Right-wing group ‘stops’ Guruvayur temple Thar headed to Muslim NRI

The Muslim NRI won the limited edition SUV in an auction, after it was gifted to the temple by the carmaker  

The red Mahindra Thar was sold to the only bidder for ₹1,510,000.

The gift of a limited edition Mahindra Thar to the Guruvayur Temple, which initially aroused amusement has now turned into a reason for communal polarization with a right-wing group opposing the auction of the vehicle to a Muslim NRI.

When the Mahindra Group gifted the red Thar to the temple last December, the matter had raised a debate among car lovers on what could the temple management possibly do with an off-road SUV. Soon after, the Devaswom board put the vehicle up for auction, which was the temple management’s usual way of disposing of valuable things received as offerings. Only one bidder came up and the car was sold for ₹1,510,000. The story should have ended there, but it just set off the beginning of an unpleasant controversy.

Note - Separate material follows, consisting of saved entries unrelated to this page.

//! Writes at concrete locations
//!
//! Missing object keys along the way are created as empty objects. Anything
//! else that does not fit the location (an index into a non-array, an index
//! past the end, a key into a scalar) is a caller bug and is reported.

use super::location::{Location, LocationStep};
use super::parser::PathExpr;
use super::PathError;
use serde_json::{Map, Value};
use tracing::trace;

/// Write `value` at `location` below `node`
pub fn write(node: &mut Value, location: &Location, value: Value) -> Result<(), PathError> {
    let steps = location.steps();
    let Some((last, parents)) = steps.split_last() else {
        return Err(PathError::EmptyLocation);
    };

    let mut current = node;
    for (depth, step) in parents.iter().enumerate() {
        current = descend(current, step, location, depth)?;
    }

    trace!("Writing at '{}'", location);
    match last {
        LocationStep::Key(key) => {
            let map = current.as_object_mut().ok_or_else(|| PathError::NotAMapping {
                location: location.prefix(parents.len()).to_string(),
            })?;
            map.insert(key.clone(), value);
        }
        LocationStep::Index(index) => {
            let slot = index_mut(current, *index, location, parents.len())?;
            *slot = value;
        }
    }

    Ok(())
}

/// Parse `expr` as a concrete location and write `value` there
pub fn write_path(node: &mut Value, expr: &str, value: Value) -> Result<(), PathError> {
    let location = Location::try_from(&PathExpr::parse(expr))?;
    write(node, &location, value)
}

fn descend<'a>(
    current: &'a mut Value,
    step: &LocationStep,
    location: &Location,
    depth: usize,
) -> Result<&'a mut Value, PathError> {
    match step {
        LocationStep::Key(key) => {
            let map = current.as_object_mut().ok_or_else(|| PathError::NotAMapping {
                location: location.prefix(depth).to_string(),
            })?;
            Ok(map
                .entry(key.clone())
                .or_insert_with(|| Value::Object(Map::new())))
        }
        LocationStep::Index(index) => index_mut(current, *index, location, depth),
    }
}

fn index_mut<'a>(
    current: &'a mut Value,
    index: usize,
    location: &Location,
    depth: usize,
) -> Result<&'a mut Value, PathError> {
    let items = current
        .as_array_mut()
        .ok_or_else(|| PathError::NotASequence {
            location: location.prefix(depth).to_string(),
        })?;
    let len = items.len();
    items.get_mut(index).ok_or_else(|| PathError::IndexOutOfRange {
        location: location.prefix(depth).to_string(),
        index,
        len,
    })
}
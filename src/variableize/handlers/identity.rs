//! Identity provider references in authentication actions

use super::{ActionHandler, HandlerOutcome};
use crate::config::VariableRule;
use crate::error::Result;
use crate::path::{Location, PathExpr};
use crate::variableize::context::ActionContext;
use crate::variableize::placeholder::should_substitute;
use crate::variableize::transformer::substitute_primary;
use serde_json::Value;

pub const AUTHENTICATE_ACTION: &str = "AuthenticateParticipant";

const ID_KEY: &str = "id";
const DISPLAY_NAME_KEY: &str = "displayName";

/// Rewrites `{id, displayName}` metadata objects along with the action value
///
/// The flow designer stores the selected provider as an object whose
/// `displayName` would otherwise keep showing the original resource after the
/// id is templated.
#[derive(Debug, Default)]
pub struct IdentityProviderHandler;

impl IdentityProviderHandler {
    pub fn new() -> Self {
        Self
    }
}

impl ActionHandler for IdentityProviderHandler {
    fn action_type(&self) -> &str {
        AUTHENTICATE_ACTION
    }

    fn handle(
        &self,
        ctx: &mut ActionContext<'_>,
        rule: &VariableRule,
        _rule_index: usize,
    ) -> Result<HandlerOutcome> {
        if rule.key_path.is_some() {
            return Ok(HandlerOutcome::Continue);
        }

        let path = PathExpr::parse(&rule.value_path);
        for found in ctx.resolve_action(&path) {
            let Some(placeholder) = substitute_primary(ctx, rule, &found)? else {
                continue;
            };

            for secondary in &rule.metadata_paths {
                let matches = ctx.resolve_metadata(&PathExpr::parse(secondary));
                for target in matches {
                    for location in rewrite_targets(&target.value, target.location) {
                        ctx.write_metadata(&location, placeholder.clone())?;
                    }
                }
            }
        }

        Ok(HandlerOutcome::Handled)
    }

    fn description(&self) -> &str {
        "Templates identity provider ids and their display names in metadata"
    }
}

/// Locations to overwrite for one metadata match
fn rewrite_targets(value: &Value, location: Location) -> Vec<Location> {
    match value {
        Value::Object(map) => {
            let id_eligible = map.get(ID_KEY).is_some_and(should_substitute);
            if !id_eligible {
                return Vec::new();
            }
            let mut targets = vec![location.clone().key(ID_KEY)];
            if map.contains_key(DISPLAY_NAME_KEY) {
                targets.push(location.key(DISPLAY_NAME_KEY));
            }
            targets
        }
        other if should_substitute(other) => vec![location],
        _ => Vec::new(),
    }
}
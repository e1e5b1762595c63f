//! Input discovery and output naming

use crate::error::{common, ErrorCode, FlowError, Result};
use glob::Pattern;
use std::path::{Path, PathBuf};
use tracing::{debug, trace};
use walkdir::WalkDir;

/// Files to process for `input`
///
/// A file is returned as-is. A directory is scanned for regular files whose
/// name matches `pattern`, one level deep unless `recursive`, and the result
/// is sorted by path.
pub fn collect_inputs(input: &Path, pattern: &str, recursive: bool) -> Result<Vec<PathBuf>> {
    if !input.exists() {
        return Err(common::input_not_found(input));
    }
    if input.is_file() {
        return Ok(vec![input.to_path_buf()]);
    }

    let matcher = Pattern::new(pattern).map_err(|e| {
        FlowError::config_with_code(
            ErrorCode::CONFIG_GENERIC,
            format!("Invalid file pattern '{pattern}'"),
            None,
        )
        .with_source(e)
    })?;

    let max_depth = if recursive { usize::MAX } else { 1 };
    let mut files: Vec<PathBuf> = WalkDir::new(input)
        .min_depth(1)
        .max_depth(max_depth)
        .follow_links(true)
        .into_iter()
        .filter_map(|e| e.ok())
        .filter(|entry| entry.file_type().is_file())
        .filter(|entry| {
            let matched = entry
                .file_name()
                .to_str()
                .is_some_and(|name| matcher.matches(name));
            if !matched {
                trace!("Ignoring {}", entry.path().display());
            }
            matched
        })
        .map(|entry| entry.into_path())
        .collect();
    files.sort();

    if files.is_empty() {
        return Err(FlowError::input_with_code(
            ErrorCode::INPUT_NO_MATCHING_FILES,
            format!("No files matching '{}' in {}", pattern, input.display()),
            Some(input.to_path_buf()),
        ));
    }

    debug!("Found {} input file(s) in {}", files.len(), input.display());
    Ok(files)
}

/// `<output_dir>/[<subdir>/]<stem><suffix><.ext>`
///
/// When `source_root` is given and contains `input`, the input's directory
/// relative to the root is kept under `output_dir`, so files with the same
/// name in different subdirectories do not collide.
pub fn output_path_for(
    input: &Path,
    source_root: Option<&Path>,
    output_dir: &Path,
    suffix: &str,
) -> PathBuf {
    let subdir = source_root
        .and_then(|root| input.strip_prefix(root).ok())
        .and_then(Path::parent)
        .unwrap_or_else(|| Path::new(""));
    let stem = input
        .file_stem()
        .map(|s| s.to_string_lossy().into_owned())
        .unwrap_or_default();
    let file_name = match input.extension() {
        Some(ext) => format!("{}{}.{}", stem, suffix, ext.to_string_lossy()),
        None => format!("{stem}{suffix}"),
    };
    output_dir.join(subdir).join(file_name)
}
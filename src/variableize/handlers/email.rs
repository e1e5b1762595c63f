//! Email senders and recipients written as `Display Name <address>`

use super::{ActionHandler, HandlerOutcome};
use crate::config::VariableRule;
use crate::error::Result;
use crate::path::PathExpr;
use crate::variableize::context::ActionContext;
use crate::variableize::placeholder::{is_substitutable_str, should_substitute, synthesize};
use crate::variableize::transformer::substitute_primary;
use once_cell::sync::Lazy;
use regex::Regex;
use serde_json::Value;
use tracing::trace;

pub const SEND_MESSAGE_ACTION: &str = "SendMessage";

static DISPLAY_NAME_ADDRESS: Lazy<Regex> = Lazy::new(|| {
    Regex::new(r"^\s*(?P<name>[^<]*?)\s*<(?P<address>[^<>]+)>\s*$")
        .expect("display name pattern is valid")
});

/// Split `Display Name <address>` into its two parts
///
/// Returns `None` for bare addresses and for an empty display name.
pub fn split_display_name(value: &str) -> Option<(&str, &str)> {
    let caps = DISPLAY_NAME_ADDRESS.captures(value)?;
    let name = caps.name("name")?.as_str();
    let address = caps.name("address")?.as_str();
    if name.is_empty() {
        None
    } else {
        Some((name, address))
    }
}

/// Keeps the display name and templates only the address
#[derive(Debug, Default)]
pub struct EmailDisplayNameHandler;

impl EmailDisplayNameHandler {
    pub fn new() -> Self {
        Self
    }
}

impl ActionHandler for EmailDisplayNameHandler {
    fn action_type(&self) -> &str {
        SEND_MESSAGE_ACTION
    }

    fn handle(
        &self,
        ctx: &mut ActionContext<'_>,
        rule: &VariableRule,
        _rule_index: usize,
    ) -> Result<HandlerOutcome> {
        if rule.key_path.is_some() {
            return Ok(HandlerOutcome::Continue);
        }

        let path = PathExpr::parse(&rule.value_path);
        for found in ctx.resolve_action(&path) {
            if !should_substitute(&found.value) {
                trace!("Value at {} is not eligible", found.location);
                continue;
            }
            let merged = match found.value.as_str().and_then(split_display_name) {
                Some((_, address)) if !is_substitutable_str(address) => {
                    trace!("Address at {} already templated", found.location);
                    continue;
                }
                Some((name, _)) => {
                    let placeholder =
                        synthesize(&rule.block_name, &rule.name, ctx.identifier(), &found.positions);
                    Value::String(format!("{name} <{placeholder}>"))
                }
                None => {
                    if let Some(placeholder) = substitute_primary(ctx, rule, &found)? {
                        ctx.mirror_to_metadata(&rule.metadata_paths, &placeholder)?;
                    }
                    continue;
                }
            };

            ctx.write_action(&found.location, merged.clone())?;
            ctx.mirror_to_metadata(&rule.metadata_paths, &merged)?;
        }

        Ok(HandlerOutcome::Handled)
    }

    fn description(&self) -> &str {
        "Templates the address of 'Display Name <address>' values"
    }
}
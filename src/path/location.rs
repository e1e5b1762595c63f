//! Fully resolved document locations

use super::parser::{PathExpr, PathSegment};
use super::PathError;
use std::fmt;

/// One step of a concrete location
#[derive(Debug, Clone, PartialEq, Eq)]
pub enum LocationStep {
    Key(String),
    Index(usize),
}

/// A wildcard-free route from some node to a value
#[derive(Debug, Clone, Default, PartialEq, Eq)]
pub struct Location {
    steps: Vec<LocationStep>,
}

/// Where a wildcard fan-out landed: the array's field name and the element index
#[derive(Debug, Clone, PartialEq, Eq)]
pub struct Position {
    /// Name of the field holding the array, empty when the array was the current node
    pub field: String,
    /// Zero-based element index
    pub index: usize,
}

impl Location {
    pub fn new() -> Self {
        Self::default()
    }

    /// Location rooted at a chain of object keys
    pub fn from_keys<I, S>(keys: I) -> Self
    where
        I: IntoIterator<Item = S>,
        S: Into<String>,
    {
        Self {
            steps: keys
                .into_iter()
                .map(|key| LocationStep::Key(key.into()))
                .collect(),
        }
    }

    pub fn steps(&self) -> &[LocationStep] {
        &self.steps
    }

    pub fn is_empty(&self) -> bool {
        self.steps.is_empty()
    }

    pub fn push_key(&mut self, key: impl Into<String>) {
        self.steps.push(LocationStep::Key(key.into()));
    }

    pub fn push_index(&mut self, index: usize) {
        self.steps.push(LocationStep::Index(index));
    }

    pub fn pop(&mut self) -> Option<LocationStep> {
        self.steps.pop()
    }

    /// Append `other` below this location
    pub fn join(&self, other: &Location) -> Location {
        let mut steps = self.steps.clone();
        steps.extend(other.steps.iter().cloned());
        Location { steps }
    }

    /// Builder-style key step
    pub fn key(mut self, key: impl Into<String>) -> Self {
        self.push_key(key);
        self
    }

    /// Builder-style index step
    pub fn index(mut self, index: usize) -> Self {
        self.push_index(index);
        self
    }

    /// Prefix of the first `len` steps
    pub(crate) fn prefix(&self, len: usize) -> Location {
        Location {
            steps: self.steps[..len.min(self.steps.len())].to_vec(),
        }
    }
}

impl TryFrom<&PathExpr> for Location {
    type Error = PathError;

    fn try_from(expr: &PathExpr) -> Result<Self, Self::Error> {
        let mut location = Location::new();
        for segment in expr.segments() {
            match segment {
                PathSegment::Field(name) => location.push_key(name.clone()),
                PathSegment::Index(index) => location.push_index(*index),
                PathSegment::Wildcard => {
                    return Err(PathError::WildcardInLocation {
                        expression: expr.expression.clone(),
                    })
                }
            }
        }
        Ok(location)
    }
}

impl fmt::Display for Location {
    fn fmt(&self, f: &mut fmt::Formatter<'_>) -> fmt::Result {
        for (i, step) in self.steps.iter().enumerate() {
            match step {
                LocationStep::Key(key) if i == 0 => write!(f, "{key}")?,
                LocationStep::Key(key) => write!(f, ".{key}")?,
                LocationStep::Index(index) => write!(f, "[{index}]")?,
            }
        }
        Ok(())
    }
}
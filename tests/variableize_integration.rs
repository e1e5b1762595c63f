//! End-to-end tests for rule loading and flow transformation

mod common;

use common::{sample_flow, TestWorkspace, RULES};
use flow_variableizer::batch::{process_file, BatchOptions, BatchRunner};
use flow_variableizer::config::{load_reverse_map, BlockDefinitions, ReverseMap};
use flow_variableizer::error::ErrorCode;
use flow_variableizer::variableize::{FlowVariableizer, Variableized};
use serde_json::json;
use std::sync::Arc;

fn reverse_map() -> ReverseMap {
    ReverseMap::build(&BlockDefinitions::parse(RULES).unwrap())
}

fn transform() -> Variableized {
    FlowVariableizer::new(Arc::new(reverse_map()))
        .variableize(&sample_flow())
        .unwrap()
}

#[test]
fn test_reverse_map_from_commented_rules() {
    let map = reverse_map();
    let types: Vec<_> = map.iter().map(|(action_type, _)| action_type).collect();
    assert_eq!(
        types,
        vec![
            "MessageParticipant",
            "MessageParticipantIteratively",
            "SendMessage",
            "UpdateContactAttributes"
        ]
    );
    assert!(map.rules_for("UpdateContactTargetQueue").is_empty());
    assert_eq!(map.rules_for("MessageParticipant")[0].block_name, "prompt");
}

#[test]
fn test_prompt_text_and_metadata() {
    let result = transform();
    let flow = &result.flow;
    assert_eq!(
        flow["Actions"][0]["Parameters"]["Text"],
        json!("${prompt_text_Play-1}")
    );
    assert_eq!(
        flow["Metadata"]["ActionMetadata"]["Play 1"]["text"],
        json!("${prompt_text_Play-1}")
    );
    assert_eq!(
        flow["Metadata"]["ActionMetadata"]["Play 1"]["position"],
        json!({"x": 10, "y": 20})
    );
}

#[test]
fn test_loop_prompts_are_paired() {
    let flow = transform().flow;
    let messages = &flow["Actions"][1]["Parameters"]["Messages"];
    let audio = &flow["Metadata"]["ActionMetadata"]["loop-1"]["audio"];
    for (i, expected) in ["${loop_promptId_message1_loop-1}", "${loop_promptId_message2_loop-1}"]
        .iter()
        .enumerate()
    {
        assert_eq!(messages[i]["PromptId"], json!(expected));
        assert_eq!(audio[i]["id"], json!(expected));
    }
    assert_eq!(audio[1]["text"], json!("two"));
}

#[test]
fn test_draft_rules_do_not_apply() {
    let flow = transform().flow;
    assert_eq!(
        flow["Actions"][2]["Parameters"]["QueueId"],
        json!("arn:aws:connect:queue/1")
    );
}

#[test]
fn test_key_path_attributes() {
    let flow = transform().flow;
    let attributes = &flow["Actions"][3]["Parameters"]["Attributes"];
    assert_eq!(attributes["Tier"], json!("${attributes_attr_Tier_set-attrs}"));
    assert_eq!(attributes["Caller"], json!("$.CustomerEndpoint.Address"));
}

#[test]
fn test_email_display_name_is_kept() {
    let flow = transform().flow;
    let expected = json!("Support Team <${email_from_notify}>");
    assert_eq!(flow["Actions"][4]["Parameters"]["From"], expected);
    assert_eq!(flow["Metadata"]["ActionMetadata"]["notify"]["from"], expected);
}

#[test]
fn test_runtime_references_survive() {
    let flow = transform().flow;
    assert_eq!(
        flow["Actions"][5]["Parameters"]["Text"],
        json!("$.Attributes.Greeting")
    );
    assert_eq!(
        flow["Metadata"]["ActionMetadata"]["greeting"]["text"],
        json!("$.Attributes.Greeting")
    );
}

#[test]
fn test_report_counts() {
    let report = transform().report;
    assert_eq!(report.actions_visited, 6);
    assert_eq!(report.actions_skipped, 0);
    // text, two prompt ids, one attribute, one address
    assert_eq!(report.placeholder_count(), 5);
}

#[test]
fn test_transform_is_idempotent() {
    let variableizer = FlowVariableizer::new(Arc::new(reverse_map()));
    let once = variableizer.variableize(&sample_flow()).unwrap();
    let twice = variableizer.variableize(&once.flow).unwrap();
    assert_eq!(twice.flow, once.flow);
    assert!(twice.report.substitutions.is_empty());
}

#[tokio::test]
async fn test_rules_file_and_batch_round_trip() {
    let workspace = TestWorkspace::new();
    let rules = workspace.write_rules();
    workspace.write_flow("flows/a.json", &sample_flow());
    workspace.write("flows/broken.json", "{\"Actions\": [");

    let map = load_reverse_map(&rules).await.unwrap();
    let runner = BatchRunner::new(
        FlowVariableizer::new(Arc::new(map)),
        BatchOptions {
            output_dir: workspace.path().join("out"),
            ..BatchOptions::default()
        },
    );
    let inputs = vec![
        workspace.path().join("flows/a.json"),
        workspace.path().join("flows/broken.json"),
    ];
    let summary = runner.run(inputs).await.unwrap();
    assert_eq!(summary.processed, 1);
    assert_eq!(summary.failed, 1);
    assert_eq!(summary.placeholders, 5);

    let written = workspace.read_json("out/a_variableized.json");
    assert_eq!(written, transform().flow);
}

#[tokio::test]
async fn test_missing_rules_file_is_config_error() {
    let workspace = TestWorkspace::new();
    let err = load_reverse_map(&workspace.path().join("nope.jsonc"))
        .await
        .unwrap_err();
    assert_eq!(err.code(), ErrorCode::CONFIG_NOT_FOUND);
    assert_eq!(err.exit_code(), 2);
}

#[tokio::test]
async fn test_non_object_flow_is_reported() {
    let workspace = TestWorkspace::new();
    let input = workspace.write("list.json", "[1, 2]");
    let variableizer = FlowVariableizer::new(Arc::new(reverse_map()));
    let err = process_file(
        &variableizer,
        &input,
        &workspace.path().join("list_variableized.json"),
        false,
    )
    .await
    .unwrap_err();
    assert_eq!(err.code(), ErrorCode::INPUT_NOT_AN_OBJECT);
}
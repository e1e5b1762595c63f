//! Replacing flow values with template placeholders
//!
//! [`FlowVariableizer`] applies a [`ReverseMap`](crate::config::ReverseMap) to
//! flow documents; [`placeholder`] decides which values qualify and how their
//! placeholders are named.

pub mod context;
pub mod handlers;
pub mod placeholder;
pub mod transformer;

pub use context::{ActionContext, Substitution, SubstitutionTarget, VariableizeReport};
pub use handlers::{ActionHandler, HandlerOutcome, HandlerRegistry};
pub use placeholder::{should_substitute, synthesize, Placeholder};
pub use transformer::{FlowVariableizer, Variableized};
//! Command-line surface
//!
//! - Argument parsing structures
//! - Command execution

pub mod args;
pub mod router;

pub use args::Cli;
pub use router::execute;

/// Log filter for a `-v` count
pub fn get_log_level(verbose: u8) -> &'static str {
    match verbose {
        0 => "info",
        1 => "debug",
        _ => "trace",
    }
}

The person winning the auction was Subhash Panicker, an astrologer based in Thrissur’s Kecheri, a few kilometers from the temple. Panicker who runs an office (of astrology) on the temple premises participated in the auction and won the bid for his friend and Bahrain-based businessman Ali Mohemmad’s son Anwar Mohemmad.

A section of people in the temple’s management committee have raised objection to the auction, alleging that the car was sold at a loss to the Guruvayur Devaswom. However, the management has left the auction proceedings for the approval of the Devaswam Commissioner, an IAS officer. Meanwhile, an organisation called ‘Hindu Seva Kendra’ has filed a petition in the Kerala High Court, raising objection to the auction and demanding its cancellation.


Was there anything wrong in Panicker bidding for Anwar Ali Mohemmad? “Absolutely not,” says Panicker.

Explaining the auction process, Panicker said, “Anwar is the son of Ali Mohemmad, a long-time friend of mine who is a businessman in Bahrain. When he came to know about the auction, he wanted to participate and win the car as a gift to his son. As he is not in Kerala, he entrusted me with the job.”

Panicker said the current controversy is nothing, but a deliberate attempt to communalise a usual auctioning procedure. “I have informed the Devaswom authorities in advance that I had been participating on behalf of my friend Ali. There is nothing unusual about it,” he added.

“People from all religions participate in our auctions. There is no bar on anyone,” says KP Vinayan, the administrator of Guruvayur Devaswom.

“The Devaswom committee unanimously decided to put the car on auction because a four-wheeler SUV does not have much use in the daily functioning of the temple. We were informed in advance that Subhash Panicker was participating on behalf of Anwar Ali Mohemmad. We have followed all procedures, but any auction comes into effect only after the approval of the commissioner. We have sent it for his consideration and are waiting for his response,” Vinayan told The Federal.

Stating that a deliberate attempt was being made to communalise the matter, Vinayan said that the temple management has never discriminated against any religion and that the Sri Krishna temple at Guruvayur is even visited by people from all religions. “You can see purdah-wearing women coming to the temple and making offerings. The only restriction is that non-Hindus cannot enter the sanctum sanctorum,” he said.

Panicker said that he will not relent and will even go to the court to get justice. “We will fight it out in the court. If there are technical errors committed from the side of the Devaswom, we are not responsible for the same,” he said.

“My friend Ali is a man who respects all religions and he was very enthusiastic about this car, considering it a ‘gift from God’. He is rich enough to buy such a car from the showroom, but he was interested in this car because it was an offering given at the temple,” Panicker said.

He remarked that “real Hindus” should not try to create obstruction against ‘God’s will’ and should let Anwar Ali get the car he deserves.

In its petition, the Hindu Seva Kendra has said that anything which has value of more than ₹5,000 needs to have prior approval of the Devaswom Commissioner for auction.

“This is nothing but an attempt to communalise this issue. As they cannot directly tell the court that a Muslim cannot be allowed to get things from the temple in auction, they try to object it with other excuses,” Panicker said.

The high court of Kerala has posted the case to February 22 for further hearing.